• RECORDS FOR THE EXERCISE
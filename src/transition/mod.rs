//! Page-transition orchestration
//!
//! Each navigation runs one cycle: `Loading` while the destination's fonts
//! and images preload (and for at least the configured minimum), then
//! `FadingIn` while the content is revealed, then back to `Idle`. A new
//! navigation aborts the cycle in flight and starts over from `Loading`.

mod probe;

pub use probe::{AssetProbe, FsAssetProbe};

use serde::Serialize;
use std::sync::atomic::{AtomicU64, Ordering};
use std::sync::Arc;
use tokio::sync::watch;
use tokio::task::{JoinHandle, JoinSet};

use crate::config::TransitionConfig;

/// Where a navigation cycle is
#[derive(Debug, Clone, Copy, PartialEq, Eq, Serialize)]
#[serde(rename_all = "kebab-case")]
pub enum TransitionState {
    Idle,
    Loading,
    FadingIn,
}

/// Snapshot published to subscribers
#[derive(Debug, Clone, PartialEq, Eq, Serialize)]
pub struct TransitionStatus {
    /// Navigation counter, 0 before the first navigation
    pub cycle: u64,
    pub path: String,
    pub state: TransitionState,
}

/// Assets a route needs before it is revealed
#[derive(Debug, Clone, Default, PartialEq, Eq, Serialize)]
pub struct RouteAssets {
    pub fonts: Vec<String>,
    pub images: Vec<String>,
}

/// Outcome of one preload group
#[derive(Debug, Clone, Copy, Default, PartialEq, Eq)]
pub struct PreloadReport {
    pub loaded: usize,
    pub failed: usize,
}

/// Drives navigation cycles for one client
pub struct Orchestrator<P> {
    config: TransitionConfig,
    probe: Arc<P>,
    status: Arc<watch::Sender<TransitionStatus>>,
    /// Last cycle number handed out
    cycle: u64,
    /// Bumped by every navigation and cancel; a cycle only publishes while
    /// it still holds the current generation
    generation: Arc<AtomicU64>,
    task: Option<JoinHandle<()>>,
}

impl<P: AssetProbe> Orchestrator<P> {
    pub fn new(config: TransitionConfig, probe: Arc<P>) -> Self {
        let (status, _) = watch::channel(TransitionStatus {
            cycle: 0,
            path: String::new(),
            state: TransitionState::Idle,
        });
        Self {
            config,
            probe,
            status: Arc::new(status),
            cycle: 0,
            generation: Arc::new(AtomicU64::new(0)),
            task: None,
        }
    }

    pub fn subscribe(&self) -> watch::Receiver<TransitionStatus> {
        self.status.subscribe()
    }

    pub fn status(&self) -> TransitionStatus {
        self.status.borrow().clone()
    }

    /// Start a cycle for `path`, superseding any cycle in flight.
    ///
    /// `Loading` is published before this returns. Must be called inside a
    /// tokio runtime.
    pub fn navigate(&mut self, path: &str, assets: RouteAssets) -> u64 {
        if let Some(task) = self.task.take() {
            task.abort();
        }

        self.cycle += 1;
        let cycle = self.cycle;
        let mut generation = 0;
        // Bumped under the watch lock so a stale cycle cannot publish after it
        self.status.send_modify(|status| {
            generation = self.generation.fetch_add(1, Ordering::SeqCst) + 1;
            *status = TransitionStatus {
                cycle,
                path: path.to_string(),
                state: TransitionState::Loading,
            };
        });
        tracing::debug!("Transition {} to {} started", cycle, path);

        let run = Cycle {
            id: cycle,
            generation,
            path: path.to_string(),
            config: self.config.clone(),
            probe: self.probe.clone(),
            status: self.status.clone(),
            current: self.generation.clone(),
        };
        self.task = Some(tokio::spawn(run.run(assets)));
        cycle
    }

    /// Drop any cycle in flight and go back to `Idle`
    pub fn cancel(&mut self) {
        if let Some(task) = self.task.take() {
            task.abort();
        }
        // Invalidate the aborted cycle in case it is mid-publish
        self.status.send_modify(|status| {
            self.generation.fetch_add(1, Ordering::SeqCst);
            status.state = TransitionState::Idle;
        });
    }
}

impl<P> Drop for Orchestrator<P> {
    fn drop(&mut self) {
        if let Some(task) = self.task.take() {
            task.abort();
        }
    }
}

/// One navigation cycle, owned by its task
struct Cycle<P> {
    id: u64,
    generation: u64,
    path: String,
    config: TransitionConfig,
    probe: Arc<P>,
    status: Arc<watch::Sender<TransitionStatus>>,
    current: Arc<AtomicU64>,
}

impl<P: AssetProbe> Cycle<P> {
    async fn run(self, assets: RouteAssets) {
        let floor = tokio::time::sleep(self.config.min_display());
        let preload = async {
            tokio::join!(
                preload(self.probe.clone(), assets.fonts, "font"),
                preload(self.probe.clone(), assets.images, "image"),
            )
        };
        let (_, (fonts, images)) = tokio::join!(floor, preload);
        tracing::debug!(
            "Transition {} preloaded fonts {:?} images {:?}",
            self.id,
            fonts,
            images
        );

        if !self.publish(TransitionState::FadingIn) {
            return;
        }
        tokio::time::sleep(self.config.settle_delay()).await;
        tokio::time::sleep(self.config.fade_duration()).await;
        self.publish(TransitionState::Idle);
    }

    /// Publish unless a newer navigation took over; returns whether it did
    fn publish(&self, state: TransitionState) -> bool {
        let published = self.status.send_if_modified(|status| {
            if self.current.load(Ordering::SeqCst) != self.generation {
                return false;
            }
            *status = TransitionStatus {
                cycle: self.id,
                path: self.path.clone(),
                state,
            };
            true
        });
        if !published {
            tracing::debug!("Ignoring stale transition {} ({:?})", self.id, state);
        }
        published
    }
}

/// Load every asset concurrently; failures are logged and count as done
pub async fn preload<P: AssetProbe>(probe: Arc<P>, assets: Vec<String>, kind: &str) -> PreloadReport {
    let mut set = JoinSet::new();
    for asset in assets {
        let probe = probe.clone();
        set.spawn(async move {
            let result = probe.load(&asset).await;
            (asset, result)
        });
    }

    let mut report = PreloadReport::default();
    while let Some(joined) = set.join_next().await {
        match joined {
            Ok((_, Ok(()))) => report.loaded += 1,
            Ok((asset, Err(e))) => {
                tracing::warn!("Failed to preload {} {}: {}", kind, asset, e);
                report.failed += 1;
            }
            Err(e) => {
                tracing::warn!("Preload task for {} panicked or was cancelled: {}", kind, e);
                report.failed += 1;
            }
        }
    }
    report
}

#[cfg(test)]
mod tests {
    use super::*;
    use anyhow::Result;
    use std::collections::HashMap;
    use std::future::Future;
    use std::time::Duration;
    use tokio::time::Instant;

    /// Probe with a fixed delay and outcome per asset
    #[derive(Default)]
    struct ScriptedProbe {
        script: HashMap<String, (Duration, bool)>,
    }

    impl ScriptedProbe {
        fn with(mut self, asset: &str, delay_ms: u64, ok: bool) -> Self {
            self.script
                .insert(asset.to_string(), (Duration::from_millis(delay_ms), ok));
            self
        }
    }

    impl AssetProbe for ScriptedProbe {
        fn load(&self, asset: &str) -> impl Future<Output = Result<()>> + Send {
            let (delay, ok) = self
                .script
                .get(asset)
                .copied()
                .unwrap_or((Duration::ZERO, true));
            let asset = asset.to_string();
            async move {
                tokio::time::sleep(delay).await;
                if ok {
                    Ok(())
                } else {
                    anyhow::bail!("{} is broken", asset)
                }
            }
        }
    }

    fn config() -> TransitionConfig {
        TransitionConfig {
            min_display_ms: 800,
            settle_delay_ms: 100,
            fade_duration_ms: 600,
            fonts: Vec::new(),
        }
    }

    fn assets(images: &[&str]) -> RouteAssets {
        RouteAssets {
            fonts: vec!["fonts/body.woff2".to_string()],
            images: images.iter().map(|s| s.to_string()).collect(),
        }
    }

    async fn wait_for(
        rx: &mut watch::Receiver<TransitionStatus>,
        state: TransitionState,
    ) -> TransitionStatus {
        rx.wait_for(|s| s.state == state).await.unwrap().clone()
    }

    #[tokio::test(start_paused = true)]
    async fn test_loading_lasts_at_least_min_display() {
        let mut orchestrator = Orchestrator::new(config(), Arc::new(ScriptedProbe::default()));
        let mut rx = orchestrator.subscribe();
        let start = Instant::now();

        let cycle = orchestrator.navigate("/about/", assets(&["/a.jpg"]));
        assert_eq!(cycle, 1);
        assert_eq!(orchestrator.status().state, TransitionState::Loading);

        wait_for(&mut rx, TransitionState::FadingIn).await;
        assert!(start.elapsed() >= Duration::from_millis(800));
        assert!(start.elapsed() < Duration::from_millis(900));

        let done = wait_for(&mut rx, TransitionState::Idle).await;
        assert_eq!(done.path, "/about/");
        assert!(start.elapsed() >= Duration::from_millis(1500));
    }

    #[tokio::test(start_paused = true)]
    async fn test_slow_assets_extend_loading() {
        let probe = ScriptedProbe::default().with("/big.jpg", 2000, true);
        let mut orchestrator = Orchestrator::new(config(), Arc::new(probe));
        let mut rx = orchestrator.subscribe();
        let start = Instant::now();

        orchestrator.navigate("/gallery/", assets(&["/big.jpg", "/small.jpg"]));
        wait_for(&mut rx, TransitionState::FadingIn).await;
        assert!(start.elapsed() >= Duration::from_millis(2000));
    }

    #[tokio::test(start_paused = true)]
    async fn test_failed_assets_do_not_block() {
        let probe = ScriptedProbe::default()
            .with("/broken.jpg", 50, false)
            .with("fonts/body.woff2", 10, false);
        let mut orchestrator = Orchestrator::new(config(), Arc::new(probe));
        let mut rx = orchestrator.subscribe();

        orchestrator.navigate("/blog/post/", assets(&["/broken.jpg"]));
        let done = wait_for(&mut rx, TransitionState::Idle).await;
        assert_eq!(done.cycle, 1);
    }

    #[tokio::test(start_paused = true)]
    async fn test_new_navigation_supersedes_old_cycle() {
        let probe = ScriptedProbe::default().with("/slow.jpg", 5000, true);
        let mut orchestrator = Orchestrator::new(config(), Arc::new(probe));
        let mut rx = orchestrator.subscribe();

        orchestrator.navigate("/projects/", assets(&["/slow.jpg"]));
        tokio::time::sleep(Duration::from_millis(100)).await;

        let start = Instant::now();
        let cycle = orchestrator.navigate("/journal/", assets(&[]));
        assert_eq!(cycle, 2);
        let status = orchestrator.status();
        assert_eq!(status.path, "/journal/");
        assert_eq!(status.state, TransitionState::Loading);

        // The new cycle restarts its own minimum display
        let fading = wait_for(&mut rx, TransitionState::FadingIn).await;
        assert_eq!(fading.path, "/journal/");
        assert!(start.elapsed() >= Duration::from_millis(800));

        let idle = wait_for(&mut rx, TransitionState::Idle).await;
        assert_eq!(idle.cycle, 2);

        // Nothing from the first cycle shows up later
        tokio::time::sleep(Duration::from_secs(10)).await;
        assert_eq!(orchestrator.status(), idle);
    }

    #[tokio::test(start_paused = true)]
    async fn test_cancel_returns_to_idle() {
        let mut orchestrator = Orchestrator::new(config(), Arc::new(ScriptedProbe::default()));
        orchestrator.navigate("/contact/", assets(&[]));
        orchestrator.cancel();
        assert_eq!(orchestrator.status().state, TransitionState::Idle);

        tokio::time::sleep(Duration::from_secs(5)).await;
        assert_eq!(orchestrator.status().state, TransitionState::Idle);
        assert_eq!(orchestrator.status().path, "/contact/");
    }

    #[tokio::test(start_paused = true)]
    async fn test_cycle_numbers_stay_contiguous_after_cancel() {
        let mut orchestrator = Orchestrator::new(config(), Arc::new(ScriptedProbe::default()));
        let mut rx = orchestrator.subscribe();

        assert_eq!(orchestrator.navigate("/about/", assets(&[])), 1);
        orchestrator.cancel();
        assert_eq!(orchestrator.navigate("/gallery/", assets(&[])), 2);

        let done = wait_for(&mut rx, TransitionState::Idle).await;
        assert_eq!(done.cycle, 2);
        assert_eq!(done.path, "/gallery/");
    }

    #[tokio::test(flavor = "multi_thread", worker_threads = 4)]
    async fn test_superseded_cycles_never_publish_last() {
        let mut config = config();
        config.min_display_ms = 0;
        config.settle_delay_ms = 0;
        config.fade_duration_ms = 0;

        for _ in 0..200 {
            let mut orchestrator =
                Orchestrator::new(config.clone(), Arc::new(ScriptedProbe::default()));
            let mut rx = orchestrator.subscribe();
            orchestrator.navigate("/old/", assets(&[]));
            tokio::task::yield_now().await;
            let cycle = orchestrator.navigate("/new/", assets(&[]));

            let done = wait_for(&mut rx, TransitionState::Idle).await;
            assert_eq!(done.cycle, cycle);
            assert_eq!(orchestrator.status().path, "/new/");
        }
    }

    #[tokio::test(start_paused = true)]
    async fn test_preload_report() {
        let probe = Arc::new(
            ScriptedProbe::default()
                .with("/a.jpg", 10, true)
                .with("/b.jpg", 10, false),
        );
        let report = preload(
            probe,
            vec!["/a.jpg".to_string(), "/b.jpg".to_string(), "/c.jpg".to_string()],
            "image",
        )
        .await;
        assert_eq!(report, PreloadReport { loaded: 2, failed: 1 });
    }
}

• ASSIGNMENT
Check each line above for the word "Serialize" and copy every line that has it.

• RESULT FOR THIS EXERCISE
use serde::Serialize;
#[derive(Debug, Clone, Copy, PartialEq, Eq, Serialize)]
#[derive(Debug, Clone, PartialEq, Eq, Serialize)]
#[derive(Debug, Clone, Default, PartialEq, Eq, Serialize)]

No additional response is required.